When the Wind Blows (1986)
It starts as a tender domestic tale of an elderly British couple preparing for a nuclear war with naïve optimism – and then, the dread sets in. Adapted from Raymond Briggs’ graphic novel, this film quietly devastates you through pencil-drawn kindness and watercolor doom. It’s a love story, a tragedy, and a haunting social critique wrapped in deceptively gentle animation. There’s no gore or spectacle, just innocence dissolving in the fallout dust, frame by frame. It’s adult animation that whispers rather than screams, and that’s what makes it hit so hard. Once seen, you’ll never forget the sound of calm voices in catastrophe.
The Plague Dogs (1982)
From the team behind Watership Down comes another emotional gut punch – only this time the animals talk, bleed, and philosophize their way through trauma.

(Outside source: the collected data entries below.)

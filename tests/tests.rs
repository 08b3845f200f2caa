mod client;
mod connector;
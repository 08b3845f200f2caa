use crate::error::ValidationError;

const TRAINER_CODE_DIGITS: usize = 12;

/// Strips whitespace from a trainer code and checks it is exactly twelve digits.
///
/// Codes are commonly shared in groups of four (`"1234 5678 9012"`), so any
/// whitespace is accepted and removed.
///
/// # Returns
/// - `Ok(String)` - The twelve digits with whitespace removed
/// - `Err(ValidationError::MalformedTrainerCode)` - Anything else remains
pub fn normalize(code: &str) -> Result<String, ValidationError> {
    let digits: String = code.chars().filter(|c| !c.is_whitespace()).collect();

    if digits.len() == TRAINER_CODE_DIGITS && digits.chars().all(|c| c.is_ascii_digit()) {
        Ok(digits)
    } else {
        Err(ValidationError::MalformedTrainerCode(code.to_string()))
    }
}

#[cfg(test)]
mod tests {
    use super::*;

    #[test]
    fn strips_whitespace() {
        assert_eq!(normalize("1234 5678 9012").unwrap(), "123456789012");
        assert_eq!(normalize(" 123456789012\n").unwrap(), "123456789012");
    }

    #[test]
    fn rejects_malformed_codes() {
        for code in ["", "1234", "1234 5678 901a", "1234567890123"] {
            assert_eq!(
                normalize(code),
                Err(ValidationError::MalformedTrainerCode(code.to_string()))
            );
        }
    }
}
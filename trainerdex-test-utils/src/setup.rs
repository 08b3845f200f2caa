use mockito::{Mock, Server, ServerGuard};

use crate::constant::TEST_TOKEN;

pub struct TestSetup {
    pub server: ServerGuard,
    pub mocks: Vec<Mock>,
}

impl TestSetup {
    pub async fn new() -> Self {
        Self {
            server: Server::new_async().await,
            mocks: Vec::new(),
        }
    }

    /// Build any connector type that can be constructed from `(host, token)`.
    /// This allows building the library's HTTP connector without creating a
    /// circular dependency.
    ///
    /// # Example
    /// ```ignore
    /// let connector: HttpConnector = test.connector();
    /// ```
    pub fn connector<T>(&self) -> T
    where
        T: From<(String, String)>,
    {
        T::from((self.server.url(), TEST_TOKEN.to_string()))
    }

    /// Assert all mock endpoints were called as expected.
    ///
    /// # Panics
    /// Panics if any mock endpoint was not called the expected number of times
    pub fn assert_mocks(&self) {
        for mock in &self.mocks {
            mock.assert();
        }
    }
}
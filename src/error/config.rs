use thiserror::Error;

/// Configuration read from the environment was invalid.
#[derive(Error, Debug)]
pub enum ConfigError {
    /// A variable was set but could not be parsed.
    #[error("Invalid value for environment variable {var}: {reason}")]
    InvalidEnvValue {
        /// Variable name
        var: String,
        /// Why the value was rejected
        reason: String,
    },
}
//! Field-name translation between the service's wire records and canonical records.
//!
//! Each entity has one [`SchemaTranslator`]. Its bidirectional field table maps
//! canonical names to wire names. Wire aliases are accepted on decode only. The
//! read-only set guards edits and the server-assigned set guards creates. Entities are
//! written against canonical names only; the connector sees wire names only.

mod social_connection;
mod trainer;
mod update;
mod user;


use serde_json::Value;

use crate::{
    error::{Error, SchemaError, ValidationError},
    model::Record,
};

pub use self::{
    social_connection::SOCIAL_CONNECTION, trainer::TRAINER, update::UPDATE, user::USER,
};

/// Bidirectional field mapping for one entity.
#[derive(Debug)]
pub struct SchemaTranslator {
    entity: &'static str,
    /// `(canonical, wire)` pairs valid in both directions
    fields: &'static [(&'static str, &'static str)],
    /// `(wire, canonical)` pairs only accepted when decoding
    wire_aliases: &'static [(&'static str, &'static str)],
    read_only: &'static [&'static str],
    server_assigned: &'static [&'static str],
}

impl SchemaTranslator {
    /// Creates a translator.
    ///
    /// # Arguments
    /// - `entity` - Entity name used in error messages
    /// - `fields` - `(canonical, wire)` pairs valid in both directions
    /// - `wire_aliases` - `(wire, canonical)` pairs only accepted when decoding
    /// - `read_only` - Canonical fields that may never be edited
    /// - `server_assigned` - Canonical fields the service assigns on create
    pub const fn new(
        entity: &'static str,
        fields: &'static [(&'static str, &'static str)],
        wire_aliases: &'static [(&'static str, &'static str)],
        read_only: &'static [&'static str],
        server_assigned: &'static [&'static str],
    ) -> Self {
        Self {
            entity,
            fields,
            wire_aliases,
            read_only,
            server_assigned,
        }
    }

    /// Name of the entity this translator belongs to.
    pub fn entity(&self) -> &'static str {
        self.entity
    }

    /// Canonical name for a wire field, if the field is known.
    pub fn canonical_field(&self, wire: &str) -> Option<&'static str> {
        self.fields
            .iter()
            .find(|(_, w)| *w == wire)
            .map(|(canonical, _)| *canonical)
            .or_else(|| {
                self.wire_aliases
                    .iter()
                    .find(|(w, _)| *w == wire)
                    .map(|(_, canonical)| *canonical)
            })
    }

    /// Wire name for a canonical field.
    ///
    /// # Returns
    /// - `Ok(&str)` - The wire name
    /// - `Err(SchemaError::UnmappableField)` - The field has no wire counterpart
    pub fn to_wire_field(&self, canonical: &str) -> Result<&'static str, SchemaError> {
        self.fields
            .iter()
            .find(|(c, _)| *c == canonical)
            .map(|(_, wire)| *wire)
            .ok_or_else(|| SchemaError::UnmappableField {
                entity: self.entity,
                field: canonical.to_string(),
            })
    }

    /// Encodes a single canonical field and its value for the wire.
    pub fn to_wire(
        &self,
        canonical: &str,
        value: Value,
    ) -> Result<(&'static str, Value), SchemaError> {
        Ok((self.to_wire_field(canonical)?, value))
    }

    /// Translates a wire record into canonical names.
    ///
    /// Unknown wire fields are dropped so that fields added by newer service versions
    /// never break decoding.
    pub fn to_canonical(&self, wire: &Record) -> Record {
        let mut canonical = Record::new();
        for (field, value) in wire {
            match self.canonical_field(field) {
                Some(name) => {
                    canonical.insert(name.to_string(), value.clone());
                }
                None => tracing::trace!(
                    entity = self.entity,
                    field = %field,
                    "dropping unknown wire field"
                ),
            }
        }
        canonical
    }

    /// Encodes a whole canonical record, failing on the first unmappable field.
    pub fn to_wire_record(&self, canonical: &Record) -> Result<Record, SchemaError> {
        canonical
            .iter()
            .map(|(field, value)| self.to_wire(field, value.clone()))
            .map(|pair| pair.map(|(wire, value)| (wire.to_string(), value)))
            .collect()
    }

    /// Returns true if the canonical field can never be edited.
    pub fn is_read_only(&self, canonical: &str) -> bool {
        self.read_only.contains(&canonical)
    }

    /// Fails with [`ValidationError::ReadOnlyField`] if the canonical field is read-only.
    pub fn assert_writable(&self, canonical: &str) -> Result<(), ValidationError> {
        if self.is_read_only(canonical) {
            return Err(ValidationError::ReadOnlyField {
                entity: self.entity,
                field: canonical.to_string(),
            });
        }
        Ok(())
    }

    /// Validates and encodes a canonical edit patch.
    ///
    /// Every field is checked for writability before any is mapped, so a rejected patch
    /// never produces a partial payload.
    pub fn encode_edit(&self, patch: &Record) -> Result<Record, Error> {
        for field in patch.keys() {
            self.assert_writable(field)?;
        }
        Ok(self.to_wire_record(patch)?)
    }

    /// Validates and encodes a canonical create payload.
    ///
    /// Fields the service assigns itself (ids, UUIDs) are rejected; other read-only
    /// fields such as an owner id are allowed since they can only be set on create.
    pub fn encode_create(&self, payload: &Record) -> Result<Record, Error> {
        for field in payload.keys() {
            if self.server_assigned.contains(&field.as_str()) {
                return Err(ValidationError::ReadOnlyField {
                    entity: self.entity,
                    field: field.clone(),
                }
                .into());
            }
        }
        Ok(self.to_wire_record(payload)?)
    }

    /// Canonical fields mapped in both directions.
    pub fn safe_fields(&self) -> impl Iterator<Item = &'static str> + '_ {
        self.fields.iter().map(|(canonical, _)| *canonical)
    }

    /// Canonical fields rejected by [`assert_writable`](Self::assert_writable).
    pub fn read_only_fields(&self) -> &'static [&'static str] {
        self.read_only
    }
}
use super::Error;

/// Strategy for handling errors in a retry context
#[derive(Debug, Clone, Copy, PartialEq, Eq)]
pub enum ErrorRetryStrategy {
    /// Retry with exponential backoff (gateway errors, dropped connections)
    Retry,
    /// Failed permanently
    Fail,
}

impl Error {
    /// Determine error retry strategy based upon the error type
    ///
    /// Only the HTTP connector consults this; entities propagate every error as-is.
    pub fn to_retry_strategy(&self) -> ErrorRetryStrategy {
        match self {
            // 500 & 502 - the service or its proxy is temporarily unavailable
            Self::RequestFailed { status, .. } if matches!(status, 500 | 502) => {
                ErrorRetryStrategy::Retry
            }

            // Any other response means the request itself was wrong or unauthorized,
            // retrying won't change the answer
            Self::RequestFailed { .. } | Self::NotFound { .. } | Self::Forbidden { .. } => {
                ErrorRetryStrategy::Fail
            }

            // Connection reset or timed out before a response arrived
            Self::Http(err) => {
                if err.status().is_none() && (err.is_connect() || err.is_timeout()) {
                    ErrorRetryStrategy::Retry
                } else {
                    ErrorRetryStrategy::Fail
                }
            }

            // Local failures - permanent
            Self::Validation(_)
            | Self::OutOfRange { .. }
            | Self::Schema(_)
            | Self::Config(_)
            | Self::Decode(_) => ErrorRetryStrategy::Fail,
        }
    }
}

#[cfg(test)]
mod tests {
    use super::*;

    #[test]
    fn retries_gateway_errors_only() {
        let retried = [500, 502];
        for status in retried {
            let err = Error::RequestFailed {
                status,
                body: String::new(),
            };
            assert_eq!(err.to_retry_strategy(), ErrorRetryStrategy::Retry);
        }

        let failed = [
            Error::RequestFailed {
                status: 503,
                body: String::new(),
            },
            Error::RequestFailed {
                status: 400,
                body: String::new(),
            },
            Error::NotFound {
                status: 404,
                body: String::new(),
            },
            Error::Forbidden {
                status: 403,
                body: String::new(),
            },
        ];
        for err in failed {
            assert_eq!(err.to_retry_strategy(), ErrorRetryStrategy::Fail);
        }
    }
}
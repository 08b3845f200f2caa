use thiserror::Error;

/// Client-side validation failures.
///
/// These are raised before any request reaches the connector, so a failed validation
/// never leaves an entity half-updated.
#[derive(Error, Debug, Clone, PartialEq, Eq)]
pub enum ValidationError {
    /// The field is read-only for this entity and cannot be edited.
    #[error("Field {field:?} is read-only on {entity}")]
    ReadOnlyField {
        /// Entity the translator belongs to
        entity: &'static str,
        /// Canonical field name
        field: String,
    },
    /// A trainer code did not contain exactly twelve digits once whitespace was removed.
    #[error("Malformed trainer code: {0:?}")]
    MalformedTrainerCode(String),
    /// Level tiers were not strictly ordered or a non-final tier had no next requirement.
    #[error("Invalid level table: {0}")]
    InvalidLevelTable(String),
    /// A social connection was resolved against a lookup for a different provider.
    #[error("Social connection provider mismatch: expected {expected:?}, got {actual:?}")]
    ProviderMismatch {
        /// Provider handled by the lookup
        expected: String,
        /// Provider of the social connection
        actual: String,
    },
}
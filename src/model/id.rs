//! Entity identifiers.
//!
//! Trainers and users are keyed by integer ids, updates by UUID and social connections
//! by the `(provider, uid)` pair. The types are kept distinct so that one kind of id can
//! never be passed where another is expected.

use std::fmt;

use serde::{Deserialize, Serialize};

/// Integer id of a trainer profile.
#[derive(Debug, Clone, Copy, PartialEq, Eq, Hash, PartialOrd, Ord, Serialize, Deserialize)]
#[serde(transparent)]
pub struct TrainerId(pub i64);

/// Integer id of a user account.
#[derive(Debug, Clone, Copy, PartialEq, Eq, Hash, PartialOrd, Ord, Serialize, Deserialize)]
#[serde(transparent)]
pub struct UserId(pub i64);

impl From<i64> for TrainerId {
    fn from(id: i64) -> Self {
        Self(id)
    }
}

impl From<i64> for UserId {
    fn from(id: i64) -> Self {
        Self(id)
    }
}

impl fmt::Display for TrainerId {
    fn fmt(&self, f: &mut fmt::Formatter<'_>) -> fmt::Result {
        self.0.fmt(f)
    }
}

impl fmt::Display for UserId {
    fn fmt(&self, f: &mut fmt::Formatter<'_>) -> fmt::Result {
        self.0.fmt(f)
    }
}

/// Composite identity of a social connection.
#[derive(Debug, Clone, PartialEq, Eq, Hash)]
pub struct SocialConnectionKey {
    /// Provider tag, e.g. `"discord"`
    pub provider: String,
    /// Account id on the provider
    pub uid: String,
}

impl SocialConnectionKey {
    /// Creates a key from a provider tag and external uid.
    pub fn new(provider: impl Into<String>, uid: impl Into<String>) -> Self {
        Self {
            provider: provider.into(),
            uid: uid.into(),
        }
    }
}

impl fmt::Display for SocialConnectionKey {
    fn fmt(&self, f: &mut fmt::Formatter<'_>) -> fmt::Result {
        write!(f, "{}:{}", self.provider, self.uid)
    }
}
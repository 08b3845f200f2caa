//! Test configuration constants for the mock TrainerDex service.
//!
//! These values are placeholders used across all tests; none of them are real
//! credentials or real trainers.

/// API token every test connector authenticates with.
pub static TEST_TOKEN: &str = "test-token";

/// Prefix every V1 route is served under.
pub static API_PREFIX: &str = "/api/v1";

/// Update UUIDs in creation order, oldest first.
pub static TEST_UPDATE_UUIDS: [&str; 3] = [
    "0d6b6c5e-6a53-4f0b-9b77-6f5d2f1e0a01",
    "0d6b6c5e-6a53-4f0b-9b77-6f5d2f1e0a02",
    "0d6b6c5e-6a53-4f0b-9b77-6f5d2f1e0a03",
];

/// Timestamps matching [`TEST_UPDATE_UUIDS`], oldest first.
pub static TEST_UPDATE_TIMES: [&str; 3] = [
    "2021-01-01T12:00:00Z",
    "2021-06-01T12:00:00Z",
    "2022-01-01T12:00:00Z",
];
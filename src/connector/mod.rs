//! The network boundary.
//!
//! Every entity holds a [`ConnectorRef`] and performs all I/O through it. Payloads and
//! results are wire records; schema translation happens on the entity side of this
//! boundary.

pub mod http;
pub mod retry;

use std::{fmt, ops::Deref, sync::Arc};

use async_trait::async_trait;
use uuid::Uuid;

use crate::{
    error::Error,
    leaderboard::LeaderboardScope,
    model::{
        faction::Faction,
        id::{TrainerId, UserId},
        Record,
    },
};

/// Optional filters for listing trainers.
#[derive(Debug, Clone, Default, PartialEq, Eq)]
pub struct TrainerFilter {
    /// Only trainers in this faction
    pub faction: Option<Faction>,
    /// Only trainers whose username matches this query
    pub query: Option<String>,
}

/// One page of a leaderboard as returned by the service, before translation.
#[derive(Debug, Clone, Default, PartialEq)]
pub struct LeaderboardPage {
    /// Ranked rows, in rank order
    pub entries: Vec<Record>,
    /// Summary over the whole board, if the service sent one
    pub aggregations: Option<Record>,
    /// Display title of the board
    pub title: Option<String>,
    /// Stat the board ranks by, as named by the service
    pub stat: Option<String>,
}

/// Capability the domain model needs from the remote service.
///
/// Implementations map failures to [`Error::NotFound`], [`Error::Forbidden`] and
/// [`Error::RequestFailed`]; any retrying happens inside the implementation.
#[async_trait]
pub trait Connector: Send + Sync {
    /// Fetches one trainer.
    async fn get_trainer(&self, id: TrainerId) -> Result<Record, Error>;
    /// Lists trainers matching `filter`.
    async fn get_trainers(&self, filter: &TrainerFilter) -> Result<Vec<Record>, Error>;
    /// Creates a trainer.
    async fn create_trainer(&self, payload: Record) -> Result<Record, Error>;
    /// Patches a trainer and returns the updated record.
    async fn edit_trainer(&self, id: TrainerId, payload: Record) -> Result<Record, Error>;

    /// Fetches one update of a trainer.
    async fn get_update(&self, trainer: TrainerId, update: Uuid) -> Result<Record, Error>;
    /// Lists every update of a trainer.
    async fn get_updates_for_trainer(&self, trainer: TrainerId) -> Result<Vec<Record>, Error>;
    /// Creates an update for a trainer.
    async fn create_update(&self, trainer: TrainerId, payload: Record) -> Result<Record, Error>;
    /// Patches an update and returns the updated record.
    async fn edit_update(
        &self,
        trainer: TrainerId,
        update: Uuid,
        payload: Record,
    ) -> Result<Record, Error>;

    /// Fetches one user.
    async fn get_user(&self, id: UserId) -> Result<Record, Error>;
    /// Lists every user visible to the caller.
    async fn get_users(&self) -> Result<Vec<Record>, Error>;
    /// Creates a user.
    async fn create_user(&self, payload: Record) -> Result<Record, Error>;
    /// Patches a user and returns the updated record.
    async fn edit_user(&self, id: UserId, payload: Record) -> Result<Record, Error>;

    /// Looks up social connections by provider and one or more external uids.
    async fn get_social_connections(
        &self,
        provider: &str,
        uids: &[String],
    ) -> Result<Vec<Record>, Error>;
    /// Lists the social connections of a user.
    async fn get_social_connections_for_user(&self, user: UserId) -> Result<Vec<Record>, Error>;
    /// Links an external account to a user.
    async fn create_social_connection(&self, payload: Record) -> Result<Record, Error>;

    /// Fetches one leaderboard page ranked by the wire stat `stat` within `scope`.
    async fn get_leaderboard(
        &self,
        stat: &str,
        scope: &LeaderboardScope,
    ) -> Result<LeaderboardPage, Error>;
}

/// Shared handle to the connector injected into every entity.
#[derive(Clone)]
pub struct ConnectorRef(Arc<dyn Connector>);

impl ConnectorRef {
    /// Wraps a connector.
    pub fn new<C: Connector + 'static>(connector: C) -> Self {
        Self(Arc::new(connector))
    }

    /// Wraps an already shared connector.
    pub fn from_arc(connector: Arc<dyn Connector>) -> Self {
        Self(connector)
    }
}

impl Deref for ConnectorRef {
    type Target = dyn Connector;

    fn deref(&self) -> &Self::Target {
        self.0.as_ref()
    }
}

impl fmt::Debug for ConnectorRef {
    fn fmt(&self, f: &mut fmt::Formatter<'_>) -> fmt::Result {
        f.write_str("ConnectorRef(..)")
    }
}
// Copyright 2024 Kevin Ludwig
//
// Licensed under the Apache License, Version 2.0 (the "License");
// you may not use this file except in compliance with the License.
// You may obtain a copy of the License at
//
//     http://www.apache.org/licenses/LICENSE-2.0
//
// Unless required by applicable law or agreed to in writing, software
// distributed under the License is distributed on an "AS IS" BASIS,
// WITHOUT WARRANTIES OR CONDITIONS OF ANY KIND, either express or implied.
// See the License for the specific language governing permissions and
// limitations under the License.

use log::warn;
use tapir_err::{DevError, Error, Result};
use tapir_fs::{
    buf::SecKind,
    file::{ChainPos, FileNode},
};

use crate::{journal::Record, FatVolume};

impl FatVolume {
    /// Resolves `offset` to the cluster holding it, walking the chain from
    /// the handle's cached position when the seek moves forward, from the
    /// chain head otherwise. `None` when the chain is too short.
    pub(crate) fn chain_seek(&mut self, node: &mut FileNode, offset: u64) -> Result<Option<u32>> {
        if node.first_cluster == 0 {
            return Ok(None);
        }
        let target = (offset / self.layout.cluster_bytes() as u64) as u32;
        let (mut index, mut cluster) = match node.chain_pos {
            Some(ChainPos { index, cluster }) if index <= target => (index, cluster),
            _ => (0, node.first_cluster),
        };
        while index < target {
            match self.clus_next(cluster)? {
                Some(next) => {
                    cluster = next;
                    index += 1;
                }
                None => {
                    node.chain_pos = Some(ChainPos { index, cluster });
                    return Ok(None);
                }
            }
        }
        node.chain_pos = Some(ChainPos { index, cluster });
        Ok(Some(cluster))
    }

    /// Reads at the handle position, bounded by the recorded file size.
    /// Returns the byte count read; the handle position advances by it.
    pub(crate) fn chain_read(&mut self, node: &mut FileNode, buf: &mut [u8]) -> Result<usize> {
        let avail = (node.size as u64).saturating_sub(node.pos);
        let want = (buf.len() as u64).min(avail) as usize;
        let bps = self.layout.bytes_per_sec as u64;
        let mut done = 0;
        while done < want {
            let Some(cluster) = self.chain_seek(node, node.pos)? else {
                warn!("chain shorter than recorded size, short read");
                break;
            };
            let in_clus = node.pos % self.layout.cluster_bytes() as u64;
            let sector = self.layout.clus_to_sector(cluster) + in_clus / bps;
            let in_sec = (node.pos % bps) as usize;
            let len = ((bps as usize) - in_sec).min(want - done);
            let sbuf = self.buf(sector, SecKind::File, true)?;
            buf[done..done + len].copy_from_slice(&sbuf.bytes()[in_sec..in_sec + len]);
            self.put(sbuf);
            done += len;
            node.pos += len as u64;
        }
        Ok(done)
    }

    /// Extends the chain so that bytes `[0, end)` are addressable,
    /// allocating clusters under a journal transaction when one is active.
    pub(crate) fn chain_ensure(&mut self, node: &mut FileNode, end: u64) -> Result<()> {
        if end == 0 {
            return Ok(());
        }
        let cluster_bytes = self.layout.cluster_bytes() as u64;
        let needed = end.div_ceil(cluster_bytes) as u32;
        let (prev, have) = if node.first_cluster == 0 {
            (None, 0)
        } else {
            if self.chain_seek(node, end - 1)?.is_some() {
                return Ok(());
            }
            let (last, len) = self.clus_chain_last(node.first_cluster)?;
            (Some(last), len)
        };
        if have >= needed {
            return Ok(());
        }
        let count = needed - have;
        let clusters = self.clus_find_free(count, &[])?;
        self.jnl_begin()?;
        self.jnl_log(Record::ChainAlloc {
            prev: prev.unwrap_or(0),
            first: clusters[0],
            count,
        })?;
        self.jnl_commit()?;
        self.clus_mark_chain(&clusters, prev)?;
        if node.first_cluster == 0 {
            node.first_cluster = clusters[0];
            node.chain_pos = None;
            node.meta_dirty = true;
        }
        self.jnl_end()?;
        Ok(())
    }

    /// Writes `len` bytes at `offset` from `src`, or zeroes when `src` is
    /// `None`. The chain must already cover the range.
    pub(crate) fn chain_copy_in(
        &mut self,
        node: &mut FileNode,
        mut offset: u64,
        src: Option<&[u8]>,
        len: usize,
    ) -> Result<()> {
        let bps = self.layout.bytes_per_sec as u64;
        let mut done = 0;
        while done < len {
            let cluster = self
                .chain_seek(node, offset)?
                .ok_or(Error::Dev(DevError::InvalidSector))?;
            let in_clus = offset % self.layout.cluster_bytes() as u64;
            let sector = self.layout.clus_to_sector(cluster) + in_clus / bps;
            let in_sec = (offset % bps) as usize;
            let chunk = ((bps as usize) - in_sec).min(len - done);
            // A fully covered sector need not be read first.
            let full = in_sec == 0 && chunk == bps as usize;
            let mut sbuf = self.buf(sector, SecKind::File, !full)?;
            match src {
                Some(src) => {
                    sbuf.bytes_mut()[in_sec..in_sec + chunk]
                        .copy_from_slice(&src[done..done + chunk]);
                }
                None => sbuf.bytes_mut()[in_sec..in_sec + chunk].fill(0),
            }
            sbuf.mark_dirty();
            self.put(sbuf);
            done += chunk;
            offset += chunk as u64;
        }
        Ok(())
    }

    /// Writes at the handle position, extending the chain and zero-filling
    /// any gap between the recorded size and the position. Returns the byte
    /// count written; the handle position advances by it.
    pub(crate) fn chain_write(&mut self, node: &mut FileNode, buf: &[u8]) -> Result<usize> {
        if buf.is_empty() {
            return Ok(0);
        }
        let end = node
            .pos
            .checked_add(buf.len() as u64)
            .filter(|&end| end <= u32::MAX as u64)
            .ok_or(Error::Dev(DevError::Full))?;
        self.chain_ensure(node, end)?;
        if node.pos > node.size as u64 {
            // Seek past end followed by a write zero-fills the gap.
            let gap = (node.pos - node.size as u64) as usize;
            self.chain_copy_in(node, node.size as u64, None, gap)?;
        }
        self.chain_copy_in(node, node.pos, Some(buf), buf.len())?;
        node.pos = end;
        if end > node.size as u64 {
            node.size = end as u32;
        }
        node.meta_dirty = true;
        Ok(buf.len())
    }

    /// Shrinks or grows the chain for a new recorded size.
    pub(crate) fn chain_resize(&mut self, node: &mut FileNode, new_size: u32) -> Result<()> {
        let cluster_bytes = self.layout.cluster_bytes();
        if (new_size as u64) < node.size as u64 {
            let keep = (new_size as u64).div_ceil(cluster_bytes as u64) as u32;
            if node.first_cluster != 0 {
                let (_, have) = self.clus_chain_last(node.first_cluster)?;
                if keep == 0 {
                    self.jnl_begin()?;
                    self.jnl_log(Record::ChainDel {
                        prev: 0,
                        first: node.first_cluster,
                        count: have,
                    })?;
                    self.jnl_commit()?;
                    let first = node.first_cluster;
                    node.first_cluster = 0;
                    self.clus_chain_free(first, None)?;
                    self.jnl_end()?;
                } else if have > keep {
                    // Walk to the new terminal cluster.
                    let mut last = node.first_cluster;
                    for _ in 1..keep {
                        last = self
                            .clus_next(last)?
                            .ok_or(Error::Entry(tapir_err::EntryError::Corrupt))?;
                    }
                    if let Some(first_freed) = self.clus_next(last)? {
                        self.jnl_begin()?;
                        self.jnl_log(Record::ChainDel {
                            prev: last,
                            first: first_freed,
                            count: have - keep,
                        })?;
                        self.jnl_commit()?;
                        self.fat_entry_write(last, self.layout.eoc())?;
                        self.clus_chain_free(first_freed, None)?;
                        self.jnl_end()?;
                    }
                }
            }
            node.chain_pos = None;
        } else if (new_size as u64) > node.size as u64 {
            self.chain_ensure(node, new_size as u64)?;
            // Zero the grown range so reads of it yield zero bytes.
            let gap = new_size - node.size;
            self.chain_copy_in(node, node.size as u64, None, gap as usize)?;
        }
        node.size = new_size;
        node.meta_dirty = true;
        Ok(())
    }
}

Two lab dogs escape a research facility and wander the English countryside, hunted by humans who assume the worst. It’s grim, yes, but also profoundly empathetic, a meditation on freedom and cruelty that lingers long after the credits. The animation style is raw, not polished – perfectly suited for a world where innocence rarely survives. You’ll question who the real “beasts” are before the end. It’s not an easy watch, but it’s one that sticks.
Fantastic Planet (1973)
Surreal, hypnotic, and maybe a little terrifying, this French-Czech sci-fi fable drops you onto a world where giant blue aliens keep humans as pets. The visuals look like 1970s progressive rock album covers come to life – dreamlike, uncanny, and politically sharp under the psychedelia. Every image doubles as metaphor: control, rebellion, and the chaos of evolution. It’s the kind of “trip” that works with or without, well, substances. Even decades later, it feels timeless – proof that animation can be both wildly imaginative and socially charged. There’s nothing quite like it, and that’s still true today.
Fritz the Cat (1972)
Here’s the one that blew the doors off animation’s G-rated reputation. Ralph Bakshi’s debut feature (based on Robert Crumb’s comic) is lewd, loud, and politically incorrect in every possible direction. It’s a snapshot of late-’60s counterculture – race, protest, and nihilism – all filtered through a rather unusual cartoon cat. What makes it endure isn’t shock value, but honesty: it’s messy, satirical, and unfiltered in a way studio animation wouldn’t dare. The hand-drawn grime of New York practically sticks to your fingers. It’s the film that proved animation could be radical, adult, and gloriously offensive – all at once.
Animal Farm (1954)
Long before modern studios toyed with political allegory, this British adaptation of George Orwell’s classic delivered one of the first truly adult animated features. The animals may look storybook-cute, but what unfolds is pure Cold War nightmare – rebellion, corruption, and propaganda in crisp cel animation. It’s historical, yes, but still unnervingly relevant, reminding us how revolutions tend to eat their own. The mix of simplicity and savagery makes it unforgettable, and its ending – altered from Orwell’s original – adds an extra sting. Decades later, it stands as a cornerstone of animation’s grown-up evolution.